> Stored items
--*--

use glam::Vec3;
use std::collections::{BTreeMap, HashMap};
use std::time::Instant;

use crate::generator::TileData;

/// Cache key: exact tile position plus LOD.
///
/// Positions are compared bit-for-bit (with `-0.0` folded into `0.0`), so a
/// tile is only shared between requests that name the same origin.
#[derive(Debug, Clone, Copy, PartialEq, Eq, Hash)]
pub struct TileKey {
    position: [u32; 3],
    pub lod: u32,
}

impl TileKey {
    pub fn new(position: Vec3, lod: u32) -> Self {
        let bits = |v: f32| (v + 0.0).to_bits();
        Self {
            position: [bits(position.x), bits(position.y), bits(position.z)],
            lod,
        }
    }

    pub fn position(&self) -> Vec3 {
        Vec3::new(
            f32::from_bits(self.position[0]),
            f32::from_bits(self.position[1]),
            f32::from_bits(self.position[2]),
        )
    }
}

#[derive(Debug, Clone)]
pub struct TileCacheEntry {
    pub tile: TileData,
    /// Logical access clock value of the last touch. Larger is more recent.
    pub last_access: u64,
    pub access_count: u64,
    pub inserted_at: Instant,
}

/// Bounded tile cache with least-recently-used eviction.
///
/// Recency uses a logical clock bumped on every insert and every successful
/// [`TileCache::get`], so two touches in the same instant still order
/// correctly.
#[derive(Debug)]
pub struct TileCache {
    entries: HashMap<TileKey, TileCacheEntry>,
    recency: BTreeMap<u64, TileKey>,
    clock: u64,
    max_size: usize,
}

impl TileCache {
    pub fn new(max_size: usize) -> Self {
        Self {
            entries: HashMap::new(),
            recency: BTreeMap::new(),
            clock: 0,
            max_size,
        }
    }

    pub fn len(&self) -> usize {
        self.entries.len()
    }

    pub fn is_empty(&self) -> bool {
        self.entries.is_empty()
    }

    pub fn max_size(&self) -> usize {
        self.max_size
    }

    /// Change capacity, evicting least-recently-used entries if shrinking.
    pub fn set_max_size(&mut self, max_size: usize) {
        self.max_size = max_size;
        let excess = self.entries.len().saturating_sub(max_size);
        self.evict_lru(excess);
    }

    /// Membership test that does not count as an access.
    pub fn contains(&self, key: &TileKey) -> bool {
        self.entries.contains_key(key)
    }

    /// Entry metadata without touching recency.
    pub fn peek(&self, key: &TileKey) -> Option<&TileCacheEntry> {
        self.entries.get(key)
    }

    /// Fetch a tile and mark it most recently used.
    pub fn get(&mut self, key: &TileKey) -> Option<TileData> {
        let stamp = self.tick();
        let entry = self.entries.get_mut(key)?;
        self.recency.remove(&entry.last_access);
        entry.last_access = stamp;
        entry.access_count += 1;
        self.recency.insert(stamp, *key);
        Some(entry.tile.clone())
    }

    /// Insert or replace a tile, evicting the least recently used entries
    /// first if the cache is full. Returns the evicted keys.
    pub fn insert(&mut self, key: TileKey, tile: TileData) -> Vec<TileKey> {
        if self.max_size == 0 {
            return Vec::new();
        }
        let stamp = self.tick();
        if let Some(entry) = self.entries.get_mut(&key) {
            self.recency.remove(&entry.last_access);
            entry.tile = tile;
            entry.last_access = stamp;
            self.recency.insert(stamp, key);
            return Vec::new();
        }
        let excess = (self.entries.len() + 1).saturating_sub(self.max_size);
        let evicted = self.evict_lru(excess);
        self.entries.insert(
            key,
            TileCacheEntry {
                tile,
                last_access: stamp,
                access_count: 0,
                inserted_at: Instant::now(),
            },
        );
        self.recency.insert(stamp, key);
        evicted
    }

    /// Remove the `count` least recently used entries, or everything if fewer
    /// remain. Returns the evicted keys, oldest first.
    pub fn evict_lru(&mut self, count: usize) -> Vec<TileKey> {
        let mut evicted = Vec::with_capacity(count.min(self.entries.len()));
        while evicted.len() < count {
            let Some((_, key)) = self.recency.pop_first() else {
                break;
            };
            self.entries.remove(&key);
            evicted.push(key);
        }
        if !evicted.is_empty() {
            tracing::trace!(count = evicted.len(), "evicted LRU tiles");
        }
        evicted
    }

    pub fn remove(&mut self, key: &TileKey) -> Option<TileData> {
        let entry = self.entries.remove(key)?;
        self.recency.remove(&entry.last_access);
        Some(entry.tile)
    }

    pub fn clear(&mut self) {
        self.entries.clear();
        self.recency.clear();
    }

    fn tick(&mut self) -> u64 {
        self.clock += 1;
        self.clock
    }
}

--*--

Each entry above needs to be retyped exactly as it appears.

use glam::Vec3;
use std::collections::{BTreeMap, HashMap};
use std::time::Instant;

use crate::generator::TileData;

/// Cache key: exact tile position plus LOD.
///
/// Positions are compared bit-for-bit (with `-0.0` folded into `0.0`), so a
/// tile is only shared between requests that name the same origin.
#[derive(Debug, Clone, Copy, PartialEq, Eq, Hash)]
pub struct TileKey {
    position: [u32; 3],
    pub lod: u32,
}

impl TileKey {
    pub fn new(position: Vec3, lod: u32) -> Self {
        let bits = |v: f32| (v + 0.0).to_bits();
        Self {
            position: [bits(position.x), bits(position.y), bits(position.z)],
            lod,
        }
    }

    pub fn position(&self) -> Vec3 {
        Vec3::new(
            f32::from_bits(self.position[0]),
            f32::from_bits(self.position[1]),
            f32::from_bits(self.position[2]),
        )
    }
}

#[derive(Debug, Clone)]
pub struct TileCacheEntry {
    pub tile: TileData,
    /// Logical access clock value of the last touch. Larger is more recent.
    pub last_access: u64,
    pub access_count: u64,
    pub inserted_at: Instant,
}

/// Bounded tile cache with least-recently-used eviction.
///
/// Recency uses a logical clock bumped on every insert and every successful
/// [`TileCache::get`], so two touches in the same instant still order
/// correctly.
#[derive(Debug)]
pub struct TileCache {
    entries: HashMap<TileKey, TileCacheEntry>,
    recency: BTreeMap<u64, TileKey>,
    clock: u64,
    max_size: usize,
}

impl TileCache {
    pub fn new(max_size: usize) -> Self {
        Self {
            entries: HashMap::new(),
            recency: BTreeMap::new(),
            clock: 0,
            max_size,
        }
    }

    pub fn len(&self) -> usize {
        self.entries.len()
    }

    pub fn is_empty(&self) -> bool {
        self.entries.is_empty()
    }

    pub fn max_size(&self) -> usize {
        self.max_size
    }

    /// Change capacity, evicting least-recently-used entries if shrinking.
    pub fn set_max_size(&mut self, max_size: usize) {
        self.max_size = max_size;
        let excess = self.entries.len().saturating_sub(max_size);
        self.evict_lru(excess);
    }

    /// Membership test that does not count as an access.
    pub fn contains(&self, key: &TileKey) -> bool {
        self.entries.contains_key(key)
    }

    /// Entry metadata without touching recency.
    pub fn peek(&self, key: &TileKey) -> Option<&TileCacheEntry> {
        self.entries.get(key)
    }

    /// Fetch a tile and mark it most recently used.
    pub fn get(&mut self, key: &TileKey) -> Option<TileData> {
        let stamp = self.tick();
        let entry = self.entries.get_mut(key)?;
        self.recency.remove(&entry.last_access);
        entry.last_access = stamp;
        entry.access_count += 1;
        self.recency.insert(stamp, *key);
        Some(entry.tile.clone())
    }

    /// Insert or replace a tile, evicting the least recently used entries
    /// first if the cache is full. Returns the evicted keys.
    pub fn insert(&mut self, key: TileKey, tile: TileData) -> Vec<TileKey> {
        if self.max_size == 0 {
            return Vec::new();
        }
        let stamp = self.tick();
        if let Some(entry) = self.entries.get_mut(&key) {
            self.recency.remove(&entry.last_access);
            entry.tile = tile;
            entry.last_access = stamp;
            self.recency.insert(stamp, key);
            return Vec::new();
        }
        let excess = (self.entries.len() + 1).saturating_sub(self.max_size);
        let evicted = self.evict_lru(excess);
        self.entries.insert(
            key,
            TileCacheEntry {
                tile,
                last_access: stamp,
                access_count: 0,
                inserted_at: Instant::now(),
            },
        );
        self.recency.insert(stamp, key);
        evicted
    }

    /// Remove the `count` least recently used entries, or everything if fewer
    /// remain. Returns the evicted keys, oldest first.
    pub fn evict_lru(&mut self, count: usize) -> Vec<TileKey> {
        let mut evicted = Vec::with_capacity(count.min(self.entries.len()));
        while evicted.len() < count {
            let Some((_, key)) = self.recency.pop_first() else {
                break;
            };
            self.entries.remove(&key);
            evicted.push(key);
        }
        if !evicted.is_empty() {
            tracing::trace!(count = evicted.len(), "evicted LRU tiles");
        }
        evicted
    }

    pub fn remove(&mut self, key: &TileKey) -> Option<TileData> {
        let entry = self.entries.remove(key)?;
        self.recency.remove(&entry.last_access);
        Some(entry.tile)
    }

    pub fn clear(&mut self) {
        self.entries.clear();
        self.recency.clear();
    }

    fn tick(&mut self) -> u64 {
        self.clock += 1;
        self.clock
    }
}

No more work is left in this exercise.